- _Records for this exercise_:
use std::fs;
use std::io::Read;
use std::path::{Path, PathBuf};

use tracing::{debug, warn};

use crate::error::ValidateError;
use crate::report::{BandDeficit, ResolutionTier, ValidationReport};

/// JP2 container signature box.
const JP2_SIGNATURE: [u8; 12] = [
    0x00, 0x00, 0x00, 0x0C, 0x6A, 0x50, 0x20, 0x20, 0x0D, 0x0A, 0x87, 0x0A,
];

/// Raw JPEG 2000 codestream start-of-codestream marker.
const J2K_CODESTREAM: [u8; 4] = [0xFF, 0x4F, 0xFF, 0x51];

/// Check an atmospherically corrected product directory for completeness.
///
/// A correction can report success and still leave the granule half
/// written, so the band files are counted per resolution tier and each
/// one is probed for a readable image header. The 20 m tier must always
/// be present; 10 m and 60 m are only required when `correction` asks
/// for them, but when present their counts must still be exact.
pub fn validate_granule(
    product_path: &Path,
    correction: ResolutionTier,
) -> Result<ValidationReport, ValidateError> {
    let granule_root = product_path.join("GRANULE");
    if !granule_root.is_dir() {
        return Ok(ValidationReport::invalid("missing GRANULE directory"));
    }

    // Products carry a single granule directory; take the first.
    let Some(granule) = first_subdir(&granule_root)? else {
        return Ok(ValidationReport::invalid("empty GRANULE directory"));
    };
    let img_data = granule.join("IMG_DATA");

    let bands_10m = band_files(&img_data.join(ResolutionTier::R10m.dir_name()))?;
    let bands_20m = band_files(&img_data.join(ResolutionTier::R20m.dir_name()))?;
    let bands_60m = band_files(&img_data.join(ResolutionTier::R60m.dir_name()))?;

    if !bands_10m.is_empty() {
        if let Some(report) = count_mismatch(ResolutionTier::R10m, &bands_10m) {
            return Ok(report);
        }
    } else if correction == ResolutionTier::R10m {
        return Ok(missing_tier_dir(ResolutionTier::R10m, correction));
    }

    if !bands_60m.is_empty() {
        if let Some(report) = count_mismatch(ResolutionTier::R60m, &bands_60m) {
            return Ok(report);
        }
    } else if correction == ResolutionTier::R60m {
        return Ok(missing_tier_dir(ResolutionTier::R60m, correction));
    }

    if !bands_20m.is_empty() {
        if let Some(report) = count_mismatch(ResolutionTier::R20m, &bands_20m) {
            return Ok(report);
        }
    } else {
        // 20m output is produced at every correction resolution.
        return Ok(ValidationReport::invalid(
            "missing 20m image folder in granule; the 20m tier must always be present",
        ));
    }

    for band in bands_10m.iter().chain(&bands_20m).chain(&bands_60m) {
        if !is_readable_band(band)? {
            warn!(band = %band.display(), "band file failed header probe");
            return Ok(ValidationReport::invalid(format!(
                "unreadable band file: {}",
                band.display()
            )));
        }
        debug!(band = %band.display(), "band file ok");
    }

    Ok(ValidationReport::valid())
}

fn count_mismatch(tier: ResolutionTier, observed: &[PathBuf]) -> Option<ValidationReport> {
    let expected = tier.expected_band_count();
    if observed.len() == expected {
        None
    } else {
        Some(ValidationReport::missing(BandDeficit {
            tier,
            expected,
            observed: observed.len(),
        }))
    }
}

fn missing_tier_dir(tier: ResolutionTier, correction: ResolutionTier) -> ValidationReport {
    ValidationReport::invalid(format!(
        "missing {tier} image folder in granule (required for correction resolution {correction})"
    ))
}

fn first_subdir(dir: &Path) -> Result<Option<PathBuf>, ValidateError> {
    let mut subdirs: Vec<PathBuf> = fs::read_dir(dir)?
        .filter_map(|entry| entry.ok())
        .map(|entry| entry.path())
        .filter(|path| path.is_dir())
        .collect();
    subdirs.sort();
    Ok(subdirs.into_iter().next())
}

/// All `.jp2` files under `dir`, recursively. An absent directory yields
/// an empty list, which the tier rules interpret as "tier not produced".
fn band_files(dir: &Path) -> Result<Vec<PathBuf>, ValidateError> {
    let mut files = Vec::new();
    if dir.is_dir() {
        collect_band_files(dir, &mut files)?;
        files.sort();
    }
    Ok(files)
}

fn collect_band_files(dir: &Path, out: &mut Vec<PathBuf>) -> Result<(), ValidateError> {
    for entry in fs::read_dir(dir)? {
        let path = entry?.path();
        if path.is_dir() {
            collect_band_files(&path, out)?;
        } else if path
            .extension()
            .is_some_and(|ext| ext.eq_ignore_ascii_case("jp2"))
        {
            out.push(path);
        }
    }
    Ok(())
}

/// Probe a band file's header for a known raster signature (JP2 container
/// or raw JPEG 2000 codestream).
fn is_readable_band(path: &Path) -> Result<bool, ValidateError> {
    let mut header = [0u8; 12];
    let mut file = fs::File::open(path)?;
    let read = read_fully(&mut file, &mut header)?;
    if read >= JP2_SIGNATURE.len() && header[..12] == JP2_SIGNATURE {
        return Ok(true);
    }
    Ok(read >= J2K_CODESTREAM.len() && header[..4] == J2K_CODESTREAM)
}

fn read_fully(file: &mut fs::File, buf: &mut [u8]) -> Result<usize, ValidateError> {
    let mut filled = 0;
    while filled < buf.len() {
        let n = file.read(&mut buf[filled..])?;
        if n == 0 {
            break;
        }
        filled += n;
    }
    Ok(filled)
}

#[cfg(test)]
mod tests {
    use super::*;

    fn write_bands(tier_dir: &Path, count: usize) {
        fs::create_dir_all(tier_dir).unwrap();
        for i in 0..count {
            let mut bytes = JP2_SIGNATURE.to_vec();
            bytes.extend_from_slice(&[0u8; 16]);
            fs::write(tier_dir.join(format!("B{i:02}.jp2")), bytes).unwrap();
        }
    }

    fn full_granule(root: &Path) -> PathBuf {
        let img_data = root
            .join("GRANULE")
            .join("L2A_T12UVF_A006415_20180529T160302")
            .join("IMG_DATA");
        write_bands(&img_data.join("R10m"), 7);
        write_bands(&img_data.join("R20m"), 13);
        write_bands(&img_data.join("R60m"), 15);
        img_data
    }

    #[test]
    fn complete_granule_is_valid() {
        let dir = tempfile::tempdir().unwrap();
        full_granule(dir.path());

        let report = validate_granule(dir.path(), ResolutionTier::R20m).unwrap();
        assert!(report.is_valid, "{}", report.reason);
    }

    #[test]
    fn one_band_short_at_20m_cites_expected_count() {
        let dir = tempfile::tempdir().unwrap();
        let img_data = full_granule(dir.path());
        fs::remove_file(img_data.join("R20m").join("B00.jp2")).unwrap();

        let report = validate_granule(dir.path(), ResolutionTier::R20m).unwrap();
        assert!(!report.is_valid);
        assert_eq!(report.reason, "missing 20m bands (12/13)");
        assert_eq!(
            report.missing_bands,
            vec![BandDeficit {
                tier: ResolutionTier::R20m,
                expected: 13,
                observed: 12,
            }]
        );
    }

    #[test]
    fn absent_optional_tiers_are_fine_at_20m() {
        let dir = tempfile::tempdir().unwrap();
        let img_data = dir
            .path()
            .join("GRANULE")
            .join("L2A_T13UGS_A012065_20190628T183312")
            .join("IMG_DATA");
        write_bands(&img_data.join("R20m"), 13);

        let report = validate_granule(dir.path(), ResolutionTier::R20m).unwrap();
        assert!(report.is_valid, "{}", report.reason);
    }

    #[test]
    fn correction_resolution_requires_its_tier() {
        let dir = tempfile::tempdir().unwrap();
        let img_data = dir
            .path()
            .join("GRANULE")
            .join("L2A_T13UGS_A012065_20190628T183312")
            .join("IMG_DATA");
        write_bands(&img_data.join("R20m"), 13);

        let report = validate_granule(dir.path(), ResolutionTier::R10m).unwrap();
        assert!(!report.is_valid);
        assert!(report.reason.contains("10m image folder"));
    }

    #[test]
    fn twenty_metre_tier_is_always_required() {
        let dir = tempfile::tempdir().unwrap();
        let img_data = dir
            .path()
            .join("GRANULE")
            .join("L2A_T13UGS_A012065_20190628T183312")
            .join("IMG_DATA");
        write_bands(&img_data.join("R60m"), 15);

        let report = validate_granule(dir.path(), ResolutionTier::R60m).unwrap();
        assert!(!report.is_valid);
        assert!(report.reason.contains("20m"));
    }

    #[test]
    fn unreadable_band_fails_even_with_correct_counts() {
        let dir = tempfile::tempdir().unwrap();
        let img_data = full_granule(dir.path());
        fs::write(
            img_data.join("R20m").join("B05.jp2"),
            b"not an image at all",
        )
        .unwrap();

        let report = validate_granule(dir.path(), ResolutionTier::R20m).unwrap();
        assert!(!report.is_valid);
        assert!(report.reason.contains("unreadable band file"));
    }

    #[test]
    fn missing_granule_directory_is_invalid() {
        let dir = tempfile::tempdir().unwrap();
        let report = validate_granule(dir.path(), ResolutionTier::R20m).unwrap();
        assert!(!report.is_valid);
        assert!(report.reason.contains("GRANULE"));
    }

    #[test]
    fn raw_codestream_bands_probe_as_readable() {
        let dir = tempfile::tempdir().unwrap();
        let img_data = full_granule(dir.path());
        let mut bytes = J2K_CODESTREAM.to_vec();
        bytes.extend_from_slice(&[0u8; 32]);
        fs::write(img_data.join("R20m").join("B12.jp2"), bytes).unwrap();

        let report = validate_granule(dir.path(), ResolutionTier::R20m).unwrap();
        assert!(report.is_valid, "{}", report.reason);
    }
}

- _Exercise_:
Find the word "produced" in the data and show each line that holds it.

- _Expected output_:
        // 20m output is produced at every correction resolution.
/// an empty list, which the tier rules interpret as "tier not produced".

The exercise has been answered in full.